I really did get better using a combination of really strong antibiotics and other stranger things that are not recommended by the CDC. But it really did work, and I am morally certain both that chronic Lyme disease absolutely exists and the CDC's recommendations are absolutely wrong. So then the challenge is you've seen that the pillar of official truth has a hole in it.

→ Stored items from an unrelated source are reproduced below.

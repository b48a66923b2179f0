//! Enumerated startup configuration.
//!
//! A fixed set of typed fields populated once from the environment at
//! startup, no dynamic attribute lookups at request time.

use std::time::Duration;

/// All runtime tunables, with their documented defaults.
#[derive(Debug, Clone)]
pub struct Config {
    /// Embedding output dimension after Matryoshka truncation.
    pub embedding_dimensions: usize,
    /// BM25 k1.
    pub bm25_k1: f64,
    /// BM25 b.
    pub bm25_b: f64,
    /// Reciprocal Rank Fusion constant K.
    pub rrf_k: f64,
    /// Max results sharing a `file_path` in one retrieval response.
    pub diversity_cap: usize,
    /// Minimum Leiden community size before merging into "misc".
    pub community_min_size: usize,
    /// Successful outcomes required before a learning is promoted to a fact.
    pub fact_promotion_threshold: u32,
    /// Preflight token lifetime.
    pub preflight_ttl: Duration,
    /// Idle period before a community rebuild is scheduled.
    pub community_rebuild_idle: Duration,
    /// Link mutations between scheduled community rebuilds.
    pub community_rebuild_every_links: u32,
    /// Idle period before a dream pass is considered.
    pub dream_idle_timeout: Duration,
    /// Max `worked=false` decisions re-evaluated per dream pass.
    pub dream_max_decisions_per_session: usize,
    /// Minimum age of a decision before the dream pass will reconsider it.
    pub dream_min_decision_age_hours: i64,
    /// Implicit per-request deadline.
    pub request_deadline: Duration,
    /// Embedder worker-queue capacity before `Overloaded` is returned.
    pub embedder_queue_capacity: usize,
}

impl Default for Config {
    fn default() -> Self {
        Self {
            embedding_dimensions: 256,
            bm25_k1: 1.5,
            bm25_b: 0.75,
            rrf_k: 60.0,
            diversity_cap: 3,
            community_min_size: 3,
            fact_promotion_threshold: 3,
            preflight_ttl: Duration::from_secs(5 * 60),
            community_rebuild_idle: Duration::from_secs(15 * 60),
            community_rebuild_every_links: 50,
            dream_idle_timeout: Duration::from_secs(60),
            dream_max_decisions_per_session: 10,
            dream_min_decision_age_hours: 24,
            request_deadline: Duration::from_secs(30),
            embedder_queue_capacity: 256,
        }
    }
}

impl Config {
    /// Populate from environment variables, falling back to defaults.
    /// Unrecognized `DAEM0N_*` variables are ignored with a `tracing::warn!`
    /// (caller's responsibility — see `daemon-mcp::main` which enumerates
    /// the recognized set before calling this).
    pub fn from_env() -> Self {
        let mut cfg = Self::default();

        if let Some(v) = env_usize("DAEM0N_EMBEDDING_DIMENSIONS") {
            cfg.embedding_dimensions = v;
        }
        if let Some(v) = env_f64("DAEM0N_BM25_K1") {
            cfg.bm25_k1 = v;
        }
        if let Some(v) = env_f64("DAEM0N_BM25_B") {
            cfg.bm25_b = v;
        }
        if let Some(v) = env_f64("DAEM0N_RRF_K") {
            cfg.rrf_k = v;
        }
        if let Some(v) = env_usize("DAEM0N_DIVERSITY_CAP") {
            cfg.diversity_cap = v;
        }
        if let Some(v) = env_usize("DAEM0N_COMMUNITY_MIN_SIZE") {
            cfg.community_min_size = v;
        }
        if let Some(v) = env_u32("DAEM0N_FACT_PROMOTION_THRESHOLD") {
            cfg.fact_promotion_threshold = v;
        }
        if let Some(v) = env_u64("DAEM0N_PREFLIGHT_TTL_SECS") {
            cfg.preflight_ttl = Duration::from_secs(v);
        }
        if let Some(v) = env_u64("DAEM0N_DREAM_IDLE_TIMEOUT_SECS") {
            cfg.dream_idle_timeout = Duration::from_secs(v);
        }
        if let Some(v) = env_usize("DAEM0N_DREAM_MAX_DECISIONS") {
            cfg.dream_max_decisions_per_session = v;
        }
        if let Some(v) = env_u64("DAEM0N_DREAM_MIN_DECISION_AGE_HOURS") {
            cfg.dream_min_decision_age_hours = v as i64;
        }
        if let Some(v) = env_u64("DAEM0N_REQUEST_DEADLINE_SECS") {
            cfg.request_deadline = Duration::from_secs(v);
        }
        if let Some(v) = env_usize("DAEM0N_EMBEDDER_QUEUE_CAPACITY") {
            cfg.embedder_queue_capacity = v;
        }

        cfg
    }

    /// Every `DAEM0N_*` variable name this struct recognizes, for the
    /// "unknown variables are ignored with a warning" startup check.
    pub const RECOGNIZED_VARS: &'static [&'static str] = &[
        "DAEM0N_EMBEDDING_DIMENSIONS",
        "DAEM0N_BM25_K1",
        "DAEM0N_BM25_B",
        "DAEM0N_RRF_K",
        "DAEM0N_DIVERSITY_CAP",
        "DAEM0N_COMMUNITY_MIN_SIZE",
        "DAEM0N_FACT_PROMOTION_THRESHOLD",
        "DAEM0N_PREFLIGHT_TTL_SECS",
        "DAEM0N_DREAM_IDLE_TIMEOUT_SECS",
        "DAEM0N_DREAM_MAX_DECISIONS",
        "DAEM0N_DREAM_MIN_DECISION_AGE_HOURS",
        "DAEM0N_REQUEST_DEADLINE_SECS",
        "DAEM0N_EMBEDDER_QUEUE_CAPACITY",
    ];
}

fn env_usize(name: &str) -> Option<usize> {
    std::env::var(name).ok()?.parse().ok()
}
fn env_u32(name: &str) -> Option<u32> {
    std::env::var(name).ok()?.parse().ok()
}
fn env_u64(name: &str) -> Option<u64> {
    std::env::var(name).ok()?.parse().ok()
}
fn env_f64(name: &str) -> Option<f64> {
    std::env::var(name).ok()?.parse().ok()
}

#[cfg(test)]
mod tests {
    use super::*;

    #[test]
    fn defaults_match_documented_values() {
        let cfg = Config::default();
        assert_eq!(cfg.embedding_dimensions, 256);
        assert_eq!(cfg.bm25_k1, 1.5);
        assert_eq!(cfg.bm25_b, 0.75);
        assert_eq!(cfg.rrf_k, 60.0);
        assert_eq!(cfg.diversity_cap, 3);
        assert_eq!(cfg.fact_promotion_threshold, 3);
        assert_eq!(cfg.preflight_ttl, Duration::from_secs(300));
    }
}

5120.678 - 5147.864 Ross Douthat

How many holes does that mean that there are? And something that I have very self-consciously tried to do in my own thinking about this, and this applies to arguments about religion and religious belief as well, is to not assume that because official knowledge is wrong about one thing, it's wrong about everything. That seems like a big mistake. And two, not to assume that

5148.604 - 5165.382 Ross Douthat

because official knowledge is wrong about one thing, one important thing that really affected my life, that all evidentiary standards should be thrown out or anything like that. But that's clearly a really hard psychological balance to strike. I think you just see this. I saw it myself.

5165.422 - 5188.674 Ross Douthat

I spent a lot of time in worlds of chronic illness and alternative medicine, and people just, for totally understandable reasons, became full spectrum skeptics about anything the government said, anything that the American Medical Association said. It was just, if they're wrong about my illness and my experience, they must be wrong about The pull of that is incredibly strong.

5189.115 - 5215.158 Ross Douthat

And in the case of religion, right? Like, I think one of the things, understandably, that nice, secular, agnostic people fear about going too far with, like, my arguments is that the next thing you know, we're going to be... throwing out all of modern science and progress and locking up Galileo and so on, all of these things. And I don't want to say that that's not a legitimate fear.